TASK ITEM ->
Would you repeat every line of the data exactly?

EXERCISE DATA ->
//! In-memory work session storage.

use std::{collections::HashMap, sync::RwLock};

use async_trait::async_trait;
use chrono::{DateTime, Utc};
use timeclock_core::{
    model::{SessionId, User, UserId, WorkSession},
    traits::{SessionFilter, SessionStorage, SortOrder, StorageError},
};
use uuid::Uuid;

/// In-memory storage implementation.
///
/// Useful for development and single-process deployments.
/// Data is lost on restart.
pub struct MemoryStorage {
    users: RwLock<HashMap<UserId, User>>,
    sessions: RwLock<HashMap<SessionId, WorkSession>>,
}

impl MemoryStorage {
    /// Create a new in-memory storage seeded with the default user.
    #[must_use]
    pub fn new() -> Self {
        let default_user = User::default_user();
        let mut users = HashMap::new();
        users.insert(default_user.id.clone(), default_user);

        Self {
            users: RwLock::new(users),
            sessions: RwLock::new(HashMap::new()),
        }
    }
}

impl Default for MemoryStorage {
    fn default() -> Self {
        Self::new()
    }
}

fn poisoned<T>(e: std::sync::PoisonError<T>) -> StorageError {
    StorageError::Internal(e.to_string())
}

fn find_active<'a>(
    sessions: &'a HashMap<SessionId, WorkSession>,
    user_id: &str,
) -> Option<&'a WorkSession> {
    sessions
        .values()
        .find(|s| s.user_id == user_id && s.is_active)
}

#[async_trait]
impl SessionStorage for MemoryStorage {
    async fn get_user(&self, id: &str) -> Result<Option<User>, StorageError> {
        Ok(self.users.read().map_err(poisoned)?.get(id).cloned())
    }

    async fn find_user_by_username(&self, username: &str) -> Result<Option<User>, StorageError> {
        Ok(self
            .users
            .read()
            .map_err(poisoned)?
            .values()
            .find(|u| u.username == username)
            .cloned())
    }

    async fn create_user(&self, username: &str, name: &str) -> Result<User, StorageError> {
        let user = User {
            id: Uuid::new_v4().to_string(),
            username: username.to_string(),
            name: name.to_string(),
        };

        self.users
            .write()
            .map_err(poisoned)?
            .insert(user.id.clone(), user.clone());

        Ok(user)
    }

    async fn get(&self, id: SessionId) -> Result<Option<WorkSession>, StorageError> {
        Ok(self.sessions.read().map_err(poisoned)?.get(&id).cloned())
    }

    async fn get_active(&self, user_id: &str) -> Result<Option<WorkSession>, StorageError> {
        let sessions = self.sessions.read().map_err(poisoned)?;
        Ok(find_active(&sessions, user_id).cloned())
    }

    async fn create(
        &self,
        user_id: &str,
        clock_in_time: DateTime<Utc>,
    ) -> Result<WorkSession, StorageError> {
        let mut sessions = self.sessions.write().map_err(poisoned)?;

        if find_active(&sessions, user_id).is_some() {
            return Err(StorageError::AlreadyActive(user_id.to_string()));
        }

        let session = WorkSession::open(user_id, clock_in_time);
        sessions.insert(session.id, session.clone());
        tracing::debug!(session_id = %session.id, user_id, "work session opened");

        Ok(session)
    }

    async fn close(
        &self,
        id: SessionId,
        clock_out_time: DateTime<Utc>,
    ) -> Result<WorkSession, StorageError> {
        let mut sessions = self.sessions.write().map_err(poisoned)?;

        let session = sessions
            .get_mut(&id)
            .ok_or(StorageError::SessionNotFound(id))?;

        session.close(clock_out_time);
        tracing::debug!(session_id = %id, "work session closed");

        Ok(session.clone())
    }

    async fn close_active(
        &self,
        user_id: &str,
        clock_out_time: DateTime<Utc>,
    ) -> Result<Option<WorkSession>, StorageError> {
        let mut sessions = self.sessions.write().map_err(poisoned)?;

        let Some(session) = sessions
            .values_mut()
            .find(|s| s.user_id == user_id && s.is_active)
        else {
            return Ok(None);
        };

        session.close(clock_out_time);
        tracing::debug!(session_id = %session.id, user_id, "work session closed");

        Ok(Some(session.clone()))
    }

    async fn list(&self, filter: SessionFilter) -> Result<Vec<WorkSession>, StorageError> {
        let sessions = self.sessions.read().map_err(poisoned)?;

        let mut result: Vec<WorkSession> = sessions
            .values()
            .filter(|s| filter.matches(s))
            .cloned()
            .collect();

        match filter.order {
            SortOrder::Ascending => result.sort_by(|a, b| a.clock_in_time.cmp(&b.clock_in_time)),
            SortOrder::Descending => result.sort_by(|a, b| b.clock_in_time.cmp(&a.clock_in_time)),
        }

        if let Some(limit) = filter.limit {
            result.truncate(limit);
        }

        Ok(result)
    }
}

WRITTEN RESPONSE ->
//! In-memory work session storage.

use std::{collections::HashMap, sync::RwLock};

use async_trait::async_trait;
use chrono::{DateTime, Utc};
use timeclock_core::{
    model::{SessionId, User, UserId, WorkSession},
    traits::{SessionFilter, SessionStorage, SortOrder, StorageError},
};
use uuid::Uuid;

/// In-memory storage implementation.
///
/// Useful for development and single-process deployments.
/// Data is lost on restart.
pub struct MemoryStorage {
    users: RwLock<HashMap<UserId, User>>,
    sessions: RwLock<HashMap<SessionId, WorkSession>>,
}

impl MemoryStorage {
    /// Create a new in-memory storage seeded with the default user.
    #[must_use]
    pub fn new() -> Self {
        let default_user = User::default_user();
        let mut users = HashMap::new();
        users.insert(default_user.id.clone(), default_user);

        Self {
            users: RwLock::new(users),
            sessions: RwLock::new(HashMap::new()),
        }
    }
}

impl Default for MemoryStorage {
    fn default() -> Self {
        Self::new()
    }
}

fn poisoned<T>(e: std::sync::PoisonError<T>) -> StorageError {
    StorageError::Internal(e.to_string())
}

fn find_active<'a>(
    sessions: &'a HashMap<SessionId, WorkSession>,
    user_id: &str,
) -> Option<&'a WorkSession> {
    sessions
        .values()
        .find(|s| s.user_id == user_id && s.is_active)
}

#[async_trait]
impl SessionStorage for MemoryStorage {
    async fn get_user(&self, id: &str) -> Result<Option<User>, StorageError> {
        Ok(self.users.read().map_err(poisoned)?.get(id).cloned())
    }

    async fn find_user_by_username(&self, username: &str) -> Result<Option<User>, StorageError> {
        Ok(self
            .users
            .read()
            .map_err(poisoned)?
            .values()
            .find(|u| u.username == username)
            .cloned())
    }

    async fn create_user(&self, username: &str, name: &str) -> Result<User, StorageError> {
        let user = User {
            id: Uuid::new_v4().to_string(),
            username: username.to_string(),
            name: name.to_string(),
        };

        self.users
            .write()
            .map_err(poisoned)?
            .insert(user.id.clone(), user.clone());

        Ok(user)
    }

    async fn get(&self, id: SessionId) -> Result<Option<WorkSession>, StorageError> {
        Ok(self.sessions.read().map_err(poisoned)?.get(&id).cloned())
    }

    async fn get_active(&self, user_id: &str) -> Result<Option<WorkSession>, StorageError> {
        let sessions = self.sessions.read().map_err(poisoned)?;
        Ok(find_active(&sessions, user_id).cloned())
    }

    async fn create(
        &self,
        user_id: &str,
        clock_in_time: DateTime<Utc>,
    ) -> Result<WorkSession, StorageError> {
        let mut sessions = self.sessions.write().map_err(poisoned)?;

        if find_active(&sessions, user_id).is_some() {
            return Err(StorageError::AlreadyActive(user_id.to_string()));
        }

        let session = WorkSession::open(user_id, clock_in_time);
        sessions.insert(session.id, session.clone());
        tracing::debug!(session_id = %session.id, user_id, "work session opened");

        Ok(session)
    }

    async fn close(
        &self,
        id: SessionId,
        clock_out_time: DateTime<Utc>,
    ) -> Result<WorkSession, StorageError> {
        let mut sessions = self.sessions.write().map_err(poisoned)?;

        let session = sessions
            .get_mut(&id)
            .ok_or(StorageError::SessionNotFound(id))?;

        session.close(clock_out_time);
        tracing::debug!(session_id = %id, "work session closed");

        Ok(session.clone())
    }

    async fn close_active(
        &self,
        user_id: &str,
        clock_out_time: DateTime<Utc>,
    ) -> Result<Option<WorkSession>, StorageError> {
        let mut sessions = self.sessions.write().map_err(poisoned)?;

        let Some(session) = sessions
            .values_mut()
            .find(|s| s.user_id == user_id && s.is_active)
        else {
            return Ok(None);
        };

        session.close(clock_out_time);
        tracing::debug!(session_id = %session.id, user_id, "work session closed");

        Ok(Some(session.clone()))
    }

    async fn list(&self, filter: SessionFilter) -> Result<Vec<WorkSession>, StorageError> {
        let sessions = self.sessions.read().map_err(poisoned)?;

        let mut result: Vec<WorkSession> = sessions
            .values()
            .filter(|s| filter.matches(s))
            .cloned()
            .collect();

        match filter.order {
            SortOrder::Ascending => result.sort_by(|a, b| a.clock_in_time.cmp(&b.clock_in_time)),
            SortOrder::Descending => result.sort_by(|a, b| b.clock_in_time.cmp(&a.clock_in_time)),
        }

        if let Some(limit) = filter.limit {
            result.truncate(limit);
        }

        Ok(result)
    }
}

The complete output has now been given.